Your job will be to perform tests on various aspects of software systems, such as regression, integration, or performance. You will communicate with clients reporting bugs, answering questions, providing information, and presenting demos. You will work together with other departments, such as quality assurance or product development, to track and resolve issues with the programs and ensure correct and efficient functioning.
A degree in computer science is generally required if you want to work as a tester. Critical thinking and teamwork will be essential. Being familiar with automation tools and programming languages will also be important, as well as with the use of various testing methods. If you have what it takes, you will be able to make $67,000 on average per year.
There is more than meets the eye when it comes to being a junior tester. For example, did you know that they make an average of $35.92 an hour? That's $74,712 a year!
When it comes to the most important skills required to be a junior tester, we found that a lot of resumes listed 28.8% of junior testers included test scripts, while 15.8% of resumes included test results, and 11.1% of resumes included business process. Hard skills like these are helpful to have when it comes to performing essential job responsibilities.

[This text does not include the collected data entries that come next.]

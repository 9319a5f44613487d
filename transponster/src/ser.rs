// SPDX-License-Identifier: MIT OR Apache-2.0

//! The produce engine: emits a document from a descriptor tree and a
//! matching [`Slot`] tree.
//!
//! Serialization is deterministic. There is no speculation and no
//! backtracking: group members emit in declaration order, and a slot whose
//! shape or value the descriptor cannot express fails with
//! [`crate::ErrorKind::InvalidState`] before anything reaches the output
//! element.

use crate::dom::Element;
use crate::leaf::Leaf;
use crate::schema::Node;
use crate::slot::Slot;
use crate::Error;

/// Emits `slot` into `dst` according to `node`. `dst` is the element the
/// descriptor is scoped to; `Element` descriptors append children to it,
/// `Attribute` and `Text` descriptors mutate it directly.
pub fn produce(node: &Node, slot: &Slot, dst: &mut Element) -> Result<(), Error> {
    match node {
        Node::Attribute { name, leaf } => {
            let text = generate_leaf(leaf, slot)?;
            dst.set_attribute(*name, text);
            Ok(())
        }
        Node::Element { name, inner } => {
            let mut child = Element::new(*name);
            produce(inner, slot, &mut child)?;
            dst.push_child(child);
            Ok(())
        }
        Node::Text { leaf } => {
            let text = generate_leaf(leaf, slot)?;
            dst.set_text(text);
            Ok(())
        }
        Node::Empty => match slot {
            Slot::Present => Ok(()),
            s => Err(shape_mismatch("presence flag", s)),
        },
        Node::Fragment(inner) => produce(inner, slot, dst),
        Node::Ordered(members) | Node::Unordered(members) => {
            let slots = match slot {
                Slot::Group(slots) => slots,
                s => return Err(shape_mismatch("group", s)),
            };
            if slots.len() != members.len() {
                return Err(Error::invalid_state(format!(
                    "group has {} members but slot has {}",
                    members.len(),
                    slots.len()
                )));
            }
            for (member, slot) in members.iter().zip(slots) {
                produce(member, slot, dst)?;
            }
            Ok(())
        }
        Node::Choice(arms) => {
            let (arm, value) = match slot {
                Slot::Choice { arm, value } => (*arm, &**value),
                s => return Err(shape_mismatch("choice", s)),
            };
            let descriptor = arms.get(arm).ok_or_else(|| {
                Error::invalid_state(format!(
                    "choice arm {} out of range ({} arms)",
                    arm,
                    arms.len()
                ))
            })?;
            produce(descriptor, value, dst)
        }
        Node::Optional(inner) => match slot {
            Slot::Absent => Ok(()),
            s => produce(inner, s, dst),
        },
        Node::ZeroOrMore(inner) => {
            let items = match slot {
                Slot::List(items) => items,
                s => return Err(shape_mismatch("list", s)),
            };
            for item in items {
                produce(inner, item, dst)?;
            }
            Ok(())
        }
        Node::OneOrMore(inner) => {
            let items = match slot {
                Slot::List(items) if !items.is_empty() => items,
                Slot::List(_) => {
                    return Err(Error::invalid_state("one-or-more list is empty"))
                }
                s => return Err(shape_mismatch("list", s)),
            };
            for item in items {
                produce(inner, item, dst)?;
            }
            Ok(())
        }
    }
}

fn generate_leaf(leaf: &Leaf, slot: &Slot) -> Result<String, Error> {
    let value = match slot {
        Slot::Scalar(value) => value,
        s => return Err(shape_mismatch("scalar", s)),
    };
    leaf.generate(value).ok_or_else(|| {
        Error::invalid_state(format!("value {:?} not valid for {}", value, leaf.name()))
    })
}

fn shape_mismatch(wanted: &str, got: &Slot) -> Error {
    Error::invalid_state(format!("expected {} slot, got {:?}", wanted, got))
}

When it comes to searching for a job, many search for a key term or phrase. Instead, it might be more helpful to search by industry, as you might be missing jobs that you never thought about in industries that you didn't even think offered positions related to the junior tester job title. But what industry to start with? Most junior testers actually find jobs in the technology and finance industries.
If you're interested in becoming a junior tester, one of the first things to consider is how much education you need. We've determined that 59.6% of junior testers have a bachelor's degree. In terms of higher education levels, we found that 22.0% of junior testers have master's degrees. Even though most junior testers have a college degree, it's possible to become one with only a high school degree or GED.
Choosing the right major is always an important step when researching how to become a junior tester. When we researched the most common majors for a junior tester, we found that they most commonly earn bachelor's degree degrees or master's degree degrees. Other degrees that we often see on junior tester resumes include associate degree degrees or diploma degrees.
You may find that experience in other jobs will help you become a junior tester. In fact, many junior tester jobs require experience in a role such as technician. Meanwhile, many junior testers also have previous career experience in roles such as valve technician or internship.